Methodology. This section most commonly contains "boiler-plate" text and covers the method(s) used to
analyze the process and identify hazards. It typically describes OSHA-approved methods such as
checklists, what-if, what-if/checklist, failure mode and effects analysis, and HAZOP. We recommend
including some discussion of why the method is applicable to this PHA with supporting references to the
PSI. Explain the risk assessment technique applied, including pertinent consequence descriptors and
likelihood levels. Detail the risk rankings as well as actions required for each risk ranking, such as action
time schedule allowances. Also, list the team participants with their experience and titles here.
Findings and conclusions. Detail all the most important team findings. Action items may include specific
follow-up assignments, most commonly for departments, although individuals may be specified. Tracking

of follow-up activities will be easier if the number of assigned groups or individuals is kept to a reasonable
number such as three or four. Stress the preliminary nature of findings and that the assigned activities will
lead to a risk management plan for follow-up and closure. Such a plan may include detailed consequence
analysis and release modeling, layers of protection analysis, or quantitative risk analysis. Export tables
from the PHA worksheets with the most critical recommendations. Categorize findings by major topic,
such as process node, unit operation or recommendation area (maintenance, operations, engineering,
etc.). If risk ranking is used, list intolerable level risks with associated action items. What is intolerable will
vary from company to company and generally is risk-matrix specific.
Appendices. These should include:
1. All PHA worksheets edited by the PHA leader and scribe and approved by the PHA team.

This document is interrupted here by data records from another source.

// Binance public REST client (no API key needed for klines and tickers)
use async_trait::async_trait;
use governor::{
    clock::DefaultClock,
    state::{InMemoryState, NotKeyed},
    Quota, RateLimiter,
};
use reqwest::{Client, Response, StatusCode};
use serde_json::Value;
use shared::models::{Interval, MarketData, Ticker24h};
use std::num::NonZeroU32;

use super::kline_parser::{parse_klines, parse_tickers, ApiErrorBody, RawTicker};
use super::market_data::MarketDataSource;
use crate::config::EngineSettings;
use crate::error::EngineError;

const KLINES_PATH: &str = "/api/v3/klines";
const TICKER_24H_PATH: &str = "/api/v3/ticker/24hr";

pub struct BinanceClient {
    http: Client,
    base_url: String,
    /// Client-side GCRA limiter; the exchange's own limit is otherwise only visible as 429s.
    limiter: RateLimiter<NotKeyed, InMemoryState, DefaultClock>,
}

impl BinanceClient {
    pub fn new(settings: &EngineSettings) -> Result<Self, EngineError> {
        let http = Client::builder()
            .timeout(settings.request_timeout())
            .build()
            .map_err(|e| EngineError::ConfigError(format!("Failed to build HTTP client: {}", e)))?;

        let rate = NonZeroU32::new(settings.max_requests_per_second)
            .ok_or_else(|| EngineError::ConfigError("max_requests_per_second must be greater than 0".into()))?;

        Ok(Self {
            http,
            base_url: settings.api_base_url.trim_end_matches('/').to_string(),
            limiter: RateLimiter::direct(Quota::per_second(rate)),
        })
    }

    fn url(&self, path: &str) -> String {
        format!("{}{}", self.base_url, path)
    }

    /// Maps non-success responses to `DataUnavailable`, pulling the exchange message out of the body when present.
    async fn ensure_success(response: Response, context: &str) -> Result<Response, EngineError> {
        let status = response.status();
        if status.is_success() {
            return Ok(response);
        }

        // 418 is the exchange's IP ban after ignoring 429s.
        if status == StatusCode::TOO_MANY_REQUESTS || status.as_u16() == 418 {
            tracing::warn!(%context, status = status.as_u16(), "Exchange rate limit hit");
            return Err(EngineError::DataUnavailable(format!(
                "rate limited by exchange (HTTP {}) while fetching {}",
                status.as_u16(),
                context
            )));
        }

        let body = response.text().await.unwrap_or_else(|_| "Unknown API error".to_string());
        let message = match serde_json::from_str::<ApiErrorBody>(&body) {
            Ok(api_error) => format!("{} (code {})", api_error.msg, api_error.code),
            Err(_) => body,
        };
        tracing::warn!(%context, status = status.as_u16(), %message, "Exchange rejected request");
        Err(EngineError::DataUnavailable(format!(
            "exchange rejected request for {} (HTTP {}): {}",
            context,
            status.as_u16(),
            message
        )))
    }
}

#[async_trait]
impl MarketDataSource for BinanceClient {
    async fn fetch_candles(&self, symbol: &str, interval: Interval, limit: u32) -> Result<MarketData, EngineError> {
        self.limiter.until_ready().await;
        tracing::debug!(%symbol, %interval, limit, "Fetching klines");

        let limit_param = limit.to_string();
        let response = self
            .http
            .get(self.url(KLINES_PATH))
            .query(&[("symbol", symbol), ("interval", interval.code()), ("limit", limit_param.as_str())])
            .send()
            .await?;
        let response = Self::ensure_success(response, symbol).await?;

        let rows: Vec<Value> = response.json().await?;
        if rows.is_empty() {
            return Err(EngineError::DataUnavailable(format!("no candles returned for {}", symbol)));
        }
        let candles = parse_klines(symbol, &rows)?;
        Ok(MarketData::new(symbol, interval, candles))
    }

    async fn fetch_tickers(&self) -> Result<Vec<Ticker24h>, EngineError> {
        self.limiter.until_ready().await;
        tracing::debug!("Fetching 24h tickers");

        let response = self.http.get(self.url(TICKER_24H_PATH)).send().await?;
        let response = Self::ensure_success(response, "24h tickers").await?;

        let raw: Vec<RawTicker> = response.json().await?;
        Ok(parse_tickers(raw))
    }
}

2. A complete action-item listing with enough detail to allow those responsible for closure to understand
each issue and make appropriate responses. Follow the independent reader (six month) rule: "include
enough detail in each recommendation so that you can grasp the issues after a time delay without
additional documentation study or conversations with team members."

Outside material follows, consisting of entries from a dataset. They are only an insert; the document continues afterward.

// Technical indicators module
pub mod ema;
pub mod macd;
pub mod rsi;
pub mod slope;
pub mod sma;

pub use ema::Ema;
pub use macd::{Macd, MacdSeries};
pub use rsi::Rsi;
pub use slope::Slope;
pub use sma::Sma;

use crate::error::EngineError;
use shared::models::IndicatorReading;

/// Common trait for all indicators over a price series.
///
/// Output is aligned with the input: one slot per price, `None` where the
/// indicator is not defined yet (lookback not filled, zero period, ...).
pub trait IndicatorCalculator: Send + Sync {
    fn name(&self) -> &str;
    fn calculate(&self, data: &[f64]) -> Vec<Option<f64>>;
}

/// Value at the last index of `values`, or `InsufficientData` if that slot is undefined.
pub fn latest_defined(name: &str, values: &[Option<f64>]) -> Result<IndicatorReading, EngineError> {
    match values.last() {
        Some(Some(value)) => Ok(IndicatorReading {
            name: name.to_string(),
            value: *value,
            index: values.len() - 1,
        }),
        _ => Err(EngineError::InsufficientData(format!(
            "{} has no value at the latest candle ({} points available)",
            name,
            values.len()
        ))),
    }
}

pub fn latest_reading(calculator: &dyn IndicatorCalculator, data: &[f64]) -> Result<IndicatorReading, EngineError> {
    latest_defined(calculator.name(), &calculator.calculate(data))
}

3. PSI references (include date and version), such as
equipment files on items within the PHA scope;
MSDS for all process chemicals and utility materials;
process flow diagram and written process description;
standard operating procedures;
standard operating conditions;
P&IDs, if applicable to scope;
process material and energy balances; and
listing of study "nodes" or other process subdivisions.
In summary, PHA worksheets alone won't suffice. It's critical to have a formal PHA report that allows a
reader to easily grasp the important hazards associated with your process and understand the path
forward to ensure appropriate risk management. The pointers provided should enable you to develop a
report that stands the test of time, revalidation and auditing.

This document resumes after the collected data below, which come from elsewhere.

// Collaborator boundary: command parsing, the async engine facade and reply rendering
pub mod analysis_service;
pub mod command;
pub mod render;

pub use analysis_service::AnalysisEngine;
pub use command::Command;
pub use render::{ParseMode, RenderedReply};
pub mod models;
pub mod utils;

The resources required to consistently update and effectively manage all the documents and paperwork
related to process safety sometimes result in this work falling off the radar screen. Yet, industrial sites
handling and processing hazardous materials always must give process safety and, specifically, life
safety top priority. Furthermore, an auditor or a jurisdictional agency relies heavily on a review of available
documentation and records in evaluating the safety of your facility.

We can't sufficiently stress the importance of having your process safety documentation up-to-date and
readily accessible at all times. Even the largest companies often find gaps in their data due to a multitude
of reasons from office relocations to staff changes. The sooner you evaluate the current status of your
documentation, the earlier you'll be able to address any potential shortcomings.